◆ The task ◆
Could you retype all of the data below exactly as given?
*** Opening Data in this exercise ***
impl<B: RenderBackend> crate::gui::Canvas for Renderer<B> {
    fn quad(&mut self, pos: crate::math::Vec2i, size: crate::math::Vec2i, color: Color) {
        self.draw_quad(pos, size, color);
    }

    fn quad_outline(&mut self, pos: crate::math::Vec2i, size: crate::math::Vec2i, color: Color) {
        self.draw_quad_outline(pos, size, color);
    }

    fn line(&mut self, from: crate::math::Vec2i, to: crate::math::Vec2i, color: Color) {
        self.draw_line(from, to, color, 1.0);
    }

    fn text(&mut self, text: &str, pos: crate::math::Vec2i, color: Color) {
        self.draw_default_text(text, pos, color);
    }
}

fn xy(v: impl Into<Vec2>) -> [f32; 2] {
    let v: Vec2 = v.into();
    v.into()
}

/// White 1×1 texture bound for untextured partitions.
pub fn white_texture() -> AtlasImage {
    AtlasImage { width: 1, height: 1, pixels: WHITE.map(|c| (c * 255.0) as u8).to_vec() }
}

#[cfg(test)]
mod tests {
    use std::convert::Infallible;

    use super::*;
    use crate::fonts::tests::BoxRasterizer;
    use crate::fonts::{FontStyle, FontWeight};
    use crate::shapes::ShapeKind;

    #[derive(Default)]
    struct NullBackend {
        frames: Vec<Vec<(PartitionKey, u32, Option<TextureId>)>>,
        textures: u32,
    }

    impl RenderBackend for NullBackend {
        type Error = Infallible;

        fn begin_frame(&mut self) -> Result<FrameStatus, Infallible> {
            Ok(FrameStatus::Ready)
        }

        fn end_frame(&mut self, batches: &[Batch<'_>]) -> Result<(), Infallible> {
            self.frames.push(
                batches
                    .iter()
                    .map(|b| (b.partition.key, b.partition.instance_count(), b.texture))
                    .collect(),
            );
            Ok(())
        }

        fn post_present(&mut self) {}

        fn create_texture(&mut self, _: &AtlasImage) -> Result<TextureId, Infallible> {
            self.textures += 1;
            Ok(TextureId(self.textures))
        }

        fn release_backbuffers(&mut self) -> Result<(), Infallible> {
            Ok(())
        }

        fn recreate_backbuffers(&mut self, _: &ResizeRequest) -> Result<(), Infallible> {
            Ok(())
        }

        fn backbuffer_count(&self) -> u32 {
            2
        }

        fn viewport_size(&self) -> (u32, u32) {
            (800, 600)
        }
    }

    fn renderer() -> Renderer<NullBackend> {
        let config = OverlayConfig::default().with_max_fonts(2).with_atlas(128, 1);
        Renderer::new(NullBackend::default(), Arc::new(ProcessState::detached(800, 600)), config)
            .with_rasterizer(Box::new(BoxRasterizer::new(&["mono", "sans"])))
    }

    fn key(family: &str, size: u32) -> FontKey {
        FontKey::new(family, FontWeight::NORMAL, FontStyle::Normal, size)
    }

    #[test]
    fn font_lookup_is_cached_and_capped() {
        let mut r = renderer();
        let mono = r.get_or_create_font(&key("Mono", 12));
        assert_eq!(mono, FontHandle(1));
        assert_eq!(r.get_or_create_font(&key("mono", 12)), mono);
        assert_eq!(r.backend().textures, 1);

        assert_eq!(r.get_or_create_font(&key("Missing", 12)), FontHandle::NONE);
        assert_eq!(r.get_or_create_font(&key("Sans", 12)), FontHandle(2));
        assert_eq!(r.get_or_create_font(&key("Sans", 13)), FontHandle::NONE);
        assert_eq!(r.fonts().len(), 2);
    }

    #[test]
    fn families_come_from_the_rasterizer() {
        assert_eq!(renderer().enumerate_families(), ["mono", "sans"]);

        let bare = Renderer::new(
            NullBackend::default(),
            Arc::new(ProcessState::detached(800, 600)),
            OverlayConfig::default(),
        );
        assert!(bare.enumerate_families().is_empty());
    }

    #[test]
    fn text_emits_one_quad_per_glyph_in_the_font_partition() {
        let mut r = renderer();
        let font = r.get_or_create_font(&key("Mono", 8));
        assert!(r.begin_frame());
        let advance = r.draw_text("ab\u{2603}c", Vec2::new(10.0, 20.0), font, WHITE);
        assert_eq!(advance, 15.0);
        assert_eq!(r.measure_text("ab\u{2603}c", font), advance);
        r.end_frame();

        let frame = &r.backend().frames[0];
        assert_eq!(frame.len(), 1);
        let (partition, count, texture) = frame[0];
        assert_eq!(partition, PartitionKey::new(ShapeKind::TextQuad, font));
        assert_eq!(count, 3);
        assert_eq!(texture, Some(TextureId(1)));
    }

    #[test]
    fn draws_are_dropped_while_resizing() {
        let mut r = renderer();
        r.process().begin_resize();
        assert!(!r.begin_frame());
        r.draw_quad(Vec2::new(0.0, 0.0), Vec2::new(10.0, 10.0), WHITE);
        r.end_frame();
        assert!(r.backend().frames.is_empty());
        assert_eq!(r.shapes().transient_len(), 0);

        r.process().resize_complete(800, 600);
        assert!(r.begin_frame());
        r.draw_quad(Vec2::new(0.0, 0.0), Vec2::new(10.0, 10.0), WHITE);
        r.end_frame();
        assert_eq!(r.backend().frames.len(), 1);
    }

    #[test]
    fn persistent_shapes_survive_frames() {
        let mut r = renderer();
        r.draw_shape(ShapeInstance::quad([0.0; 2], [4.0; 2], WHITE), FontHandle::NONE, true);
        for _ in 0..3 {
            assert!(r.begin_frame());
            r.draw_quad(Vec2::new(5.0, 5.0), Vec2::new(1.0, 1.0), WHITE);
            r.end_frame();
        }
        assert!(r.backend().frames.iter().all(|f| f.len() == 1 && f[0].1 == 2));

        r.clear_persistent();
        assert!(r.begin_frame());
        r.end_frame();
        assert!(r.backend().frames.last().unwrap().is_empty());
    }
}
*** Closing Data in this exercise ***
◆ Reply to the task ◆
impl<B: RenderBackend> crate::gui::Canvas for Renderer<B> {
    fn quad(&mut self, pos: crate::math::Vec2i, size: crate::math::Vec2i, color: Color) {
        self.draw_quad(pos, size, color);
    }

    fn quad_outline(&mut self, pos: crate::math::Vec2i, size: crate::math::Vec2i, color: Color) {
        self.draw_quad_outline(pos, size, color);
    }

    fn line(&mut self, from: crate::math::Vec2i, to: crate::math::Vec2i, color: Color) {
        self.draw_line(from, to, color, 1.0);
    }

    fn text(&mut self, text: &str, pos: crate::math::Vec2i, color: Color) {
        self.draw_default_text(text, pos, color);
    }
}

fn xy(v: impl Into<Vec2>) -> [f32; 2] {
    let v: Vec2 = v.into();
    v.into()
}

/// White 1×1 texture bound for untextured partitions.
pub fn white_texture() -> AtlasImage {
    AtlasImage { width: 1, height: 1, pixels: WHITE.map(|c| (c * 255.0) as u8).to_vec() }
}

#[cfg(test)]
mod tests {
    use std::convert::Infallible;

    use super::*;
    use crate::fonts::tests::BoxRasterizer;
    use crate::fonts::{FontStyle, FontWeight};
    use crate::shapes::ShapeKind;

    #[derive(Default)]
    struct NullBackend {
        frames: Vec<Vec<(PartitionKey, u32, Option<TextureId>)>>,
        textures: u32,
    }

    impl RenderBackend for NullBackend {
        type Error = Infallible;

        fn begin_frame(&mut self) -> Result<FrameStatus, Infallible> {
            Ok(FrameStatus::Ready)
        }

        fn end_frame(&mut self, batches: &[Batch<'_>]) -> Result<(), Infallible> {
            self.frames.push(
                batches
                    .iter()
                    .map(|b| (b.partition.key, b.partition.instance_count(), b.texture))
                    .collect(),
            );
            Ok(())
        }

        fn post_present(&mut self) {}

        fn create_texture(&mut self, _: &AtlasImage) -> Result<TextureId, Infallible> {
            self.textures += 1;
            Ok(TextureId(self.textures))
        }

        fn release_backbuffers(&mut self) -> Result<(), Infallible> {
            Ok(())
        }

        fn recreate_backbuffers(&mut self, _: &ResizeRequest) -> Result<(), Infallible> {
            Ok(())
        }

        fn backbuffer_count(&self) -> u32 {
            2
        }

        fn viewport_size(&self) -> (u32, u32) {
            (800, 600)
        }
    }

    fn renderer() -> Renderer<NullBackend> {
        let config = OverlayConfig::default().with_max_fonts(2).with_atlas(128, 1);
        Renderer::new(NullBackend::default(), Arc::new(ProcessState::detached(800, 600)), config)
            .with_rasterizer(Box::new(BoxRasterizer::new(&["mono", "sans"])))
    }

    fn key(family: &str, size: u32) -> FontKey {
        FontKey::new(family, FontWeight::NORMAL, FontStyle::Normal, size)
    }

    #[test]
    fn font_lookup_is_cached_and_capped() {
        let mut r = renderer();
        let mono = r.get_or_create_font(&key("Mono", 12));
        assert_eq!(mono, FontHandle(1));
        assert_eq!(r.get_or_create_font(&key("mono", 12)), mono);
        assert_eq!(r.backend().textures, 1);

        assert_eq!(r.get_or_create_font(&key("Missing", 12)), FontHandle::NONE);
        assert_eq!(r.get_or_create_font(&key("Sans", 12)), FontHandle(2));
        assert_eq!(r.get_or_create_font(&key("Sans", 13)), FontHandle::NONE);
        assert_eq!(r.fonts().len(), 2);
    }

    #[test]
    fn families_come_from_the_rasterizer() {
        assert_eq!(renderer().enumerate_families(), ["mono", "sans"]);

        let bare = Renderer::new(
            NullBackend::default(),
            Arc::new(ProcessState::detached(800, 600)),
            OverlayConfig::default(),
        );
        assert!(bare.enumerate_families().is_empty());
    }

    #[test]
    fn text_emits_one_quad_per_glyph_in_the_font_partition() {
        let mut r = renderer();
        let font = r.get_or_create_font(&key("Mono", 8));
        assert!(r.begin_frame());
        let advance = r.draw_text("ab\u{2603}c", Vec2::new(10.0, 20.0), font, WHITE);
        assert_eq!(advance, 15.0);
        assert_eq!(r.measure_text("ab\u{2603}c", font), advance);
        r.end_frame();

        let frame = &r.backend().frames[0];
        assert_eq!(frame.len(), 1);
        let (partition, count, texture) = frame[0];
        assert_eq!(partition, PartitionKey::new(ShapeKind::TextQuad, font));
        assert_eq!(count, 3);
        assert_eq!(texture, Some(TextureId(1)));
    }

    #[test]
    fn draws_are_dropped_while_resizing() {
        let mut r = renderer();
        r.process().begin_resize();
        assert!(!r.begin_frame());
        r.draw_quad(Vec2::new(0.0, 0.0), Vec2::new(10.0, 10.0), WHITE);
        r.end_frame();
        assert!(r.backend().frames.is_empty());
        assert_eq!(r.shapes().transient_len(), 0);

        r.process().resize_complete(800, 600);
        assert!(r.begin_frame());
        r.draw_quad(Vec2::new(0.0, 0.0), Vec2::new(10.0, 10.0), WHITE);
        r.end_frame();
        assert_eq!(r.backend().frames.len(), 1);
    }

    #[test]
    fn persistent_shapes_survive_frames() {
        let mut r = renderer();
        r.draw_shape(ShapeInstance::quad([0.0; 2], [4.0; 2], WHITE), FontHandle::NONE, true);
        for _ in 0..3 {
            assert!(r.begin_frame());
            r.draw_quad(Vec2::new(5.0, 5.0), Vec2::new(1.0, 1.0), WHITE);
            r.end_frame();
        }
        assert!(r.backend().frames.iter().all(|f| f.len() == 1 && f[0].1 == 2));

        r.clear_persistent();
        assert!(r.begin_frame());
        r.end_frame();
        assert!(r.backend().frames.last().unwrap().is_empty());
    }
}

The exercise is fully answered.